EXERCISE: Lines containing the string "SimulationError": how many are there below? Answer with the number only.

□ □ □

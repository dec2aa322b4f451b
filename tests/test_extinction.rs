#[cfg(test)]
mod test_extinction {
    use std::collections::BTreeSet;

    use ecostability::prelude::*;
    use rand::{rngs::StdRng, SeedableRng};

    fn init_logger() {
        let _ = env_logger::builder().is_test(true).try_init();
    }

    /// Species 1 consumes species 0, equilibrium at [0.2, 0.8].
    fn chain() -> FoodWeb {
        FoodWeb::builder()
            .attack_rates(vec![vec![0.0, 0.0], vec![1.0, 0.0]])
            .build()
            .unwrap()
    }

    /// `n` producers without any interaction.
    fn disconnected(n: usize) -> FoodWeb {
        FoodWeb::builder()
            .attack_rates(vec![vec![0.0; n]; n])
            .build()
            .unwrap()
    }

    /// Fails whenever species 0 is removed while species 1 is still alive.
    struct FailingSimulator {
        inner: OdeSimulator,
    }

    impl Simulator for FailingSimulator {
        fn simulate<M: EcologicalModel>(
            &self,
            model: &M,
            initial: &[f64],
            t_end: f64,
        ) -> Result<Trajectory, SimulationError> {
            if initial[0] == 0.0 && initial[1] > 0.0 {
                return Err(SimulationError::IntegrationError(
                    "scripted failure".to_string(),
                ));
            }
            self.inner.simulate(model, initial, t_end)
        }
    }

    #[test]
    fn test_removing_resource_starves_consumer() {
        // ARRANGE
        init_logger();
        let web = chain();
        let simulator = OdeSimulator::default();

        // ACT
        let lost = secondary_extinctions()
            .model(&web)
            .simulator(&simulator)
            .extinct_species(0usize)
            .biomass(&[0.2, 0.8])
            .call()
            .unwrap();

        // ASSERT
        assert_eq!(lost, BTreeSet::from([1]));
    }

    #[test]
    fn test_removing_consumer_has_no_effect() {
        init_logger();
        let web = chain();
        let biomass = vec![0.2, 0.8];

        let lost = secondary_extinctions()
            .model(&web)
            .simulator(&OdeSimulator::default())
            .extinct_species(1usize)
            .biomass(&biomass)
            .call()
            .unwrap();

        assert!(lost.is_empty());
        assert_eq!(biomass, vec![0.2, 0.8]);
    }

    #[test]
    fn test_secondary_extinctions_invalid_arguments() {
        init_logger();
        let web = chain();
        let simulator = OdeSimulator::default();

        let err = secondary_extinctions()
            .model(&web)
            .simulator(&simulator)
            .extinct_species(2usize)
            .biomass(&[0.2, 0.8])
            .call()
            .unwrap_err();
        assert!(err.is_invalid_argument());

        let err = secondary_extinctions()
            .model(&web)
            .simulator(&simulator)
            .extinct_species(0usize)
            .biomass(&[0.2])
            .call()
            .unwrap_err();
        assert!(err.is_invalid_argument());

        let err = secondary_extinctions()
            .model(&web)
            .simulator(&simulator)
            .extinct_species(0usize)
            .biomass(&[0.2, 0.8])
            .t_end(-1.0)
            .call()
            .unwrap_err();
        assert!(err.is_invalid_argument());
    }

    #[test]
    fn test_chain_robustness() {
        // ARRANGE
        init_logger();
        let web = chain();
        let simulator = OdeSimulator::default();
        let mut rng = StdRng::seed_from_u64(7);

        // ACT
        let estimate = robustness()
            .model(&web)
            .simulator(&simulator)
            .rng(&mut rng)
            .n_rep(200)
            .call()
            .unwrap();

        // ASSERT
        // Removing the resource first costs one secondary extinction, removing the
        // consumer first costs none
        assert_eq!(estimate.trial_scores.len(), 200);
        assert!(estimate
            .trial_scores
            .iter()
            .all(|score| *score == 0.0 || *score == 1.0));
        assert!(estimate.failed_trials.is_empty());

        let mean = estimate.trial_scores.iter().sum::<f64>() / 200.0;
        assert_eq!(estimate.mean_secondary_extinctions, mean);
        assert_eq!(estimate.robustness, Robustness::Finite(1.0 / mean));

        let value = estimate.robustness.value();
        assert!((1.5..3.0).contains(&value), "robustness {value}");

        assert!((estimate.reference_state[0] - 0.2).abs() < 1e-6);
        assert!((estimate.reference_state[1] - 0.8).abs() < 1e-6);
    }

    #[test]
    fn test_robustness_is_reproducible() {
        init_logger();
        let web = chain();
        let simulator = OdeSimulator::default();

        let run = |seed: u64| {
            robustness()
                .model(&web)
                .simulator(&simulator)
                .rng(&mut StdRng::seed_from_u64(seed))
                .n_rep(20)
                .t_end(500.0)
                .call()
                .unwrap()
        };

        assert_eq!(run(11).trial_scores, run(11).trial_scores);
    }

    #[test]
    fn test_disconnected_community_is_unbounded() {
        init_logger();
        let web = disconnected(3);

        let estimate = robustness()
            .model(&web)
            .simulator(&OdeSimulator::default())
            .rng(&mut StdRng::seed_from_u64(3))
            .n_rep(10)
            .t_end(100.0)
            .call()
            .unwrap();

        assert!(estimate.robustness.is_unbounded());
        assert_eq!(estimate.robustness.value(), f64::INFINITY);
        assert_eq!(estimate.mean_secondary_extinctions, 0.0);
    }

    #[test]
    fn test_robustness_invalid_arguments() {
        init_logger();
        let simulator = OdeSimulator::default();

        let err = robustness()
            .model(&chain())
            .simulator(&simulator)
            .rng(&mut StdRng::seed_from_u64(0))
            .n_rep(0)
            .call()
            .unwrap_err();
        assert!(err.is_invalid_argument());

        // A producer that cannot grow dies out before any removal
        let doomed = FoodWeb::builder()
            .attack_rates(vec![vec![0.0]])
            .growth_rates(vec![0.0])
            .mortality(vec![0.1])
            .build()
            .unwrap();

        let err = robustness()
            .model(&doomed)
            .simulator(&simulator)
            .rng(&mut StdRng::seed_from_u64(0))
            .call()
            .unwrap_err();
        assert!(err.is_invalid_argument());
    }

    #[test]
    fn test_failing_trial_aborts_estimate() {
        init_logger();
        let simulator = FailingSimulator {
            inner: OdeSimulator::default(),
        };

        let err = robustness()
            .model(&chain())
            .simulator(&simulator)
            .rng(&mut StdRng::seed_from_u64(5))
            .n_rep(20)
            .call()
            .unwrap_err();

        assert!(matches!(
            err,
            AnalysisError::TrialFailed {
                step: 0,
                ref source,
                ..
            } if matches!(**source, AnalysisError::Simulation(_))
        ));
    }

    #[test]
    fn test_failing_trials_can_be_skipped() {
        init_logger();
        let simulator = FailingSimulator {
            inner: OdeSimulator::default(),
        };

        let estimate = robustness()
            .model(&chain())
            .simulator(&simulator)
            .rng(&mut StdRng::seed_from_u64(5))
            .n_rep(20)
            .skip_failed_trials(true)
            .call()
            .unwrap();

        // Only the trials removing the consumer first survive, and they cost nothing
        assert!(!estimate.failed_trials.is_empty());
        assert_eq!(
            estimate.trial_scores.len() + estimate.failed_trials.len(),
            20
        );
        assert!(estimate.robustness.is_unbounded());
    }
}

□ □ □

RESPONSE AREA: 2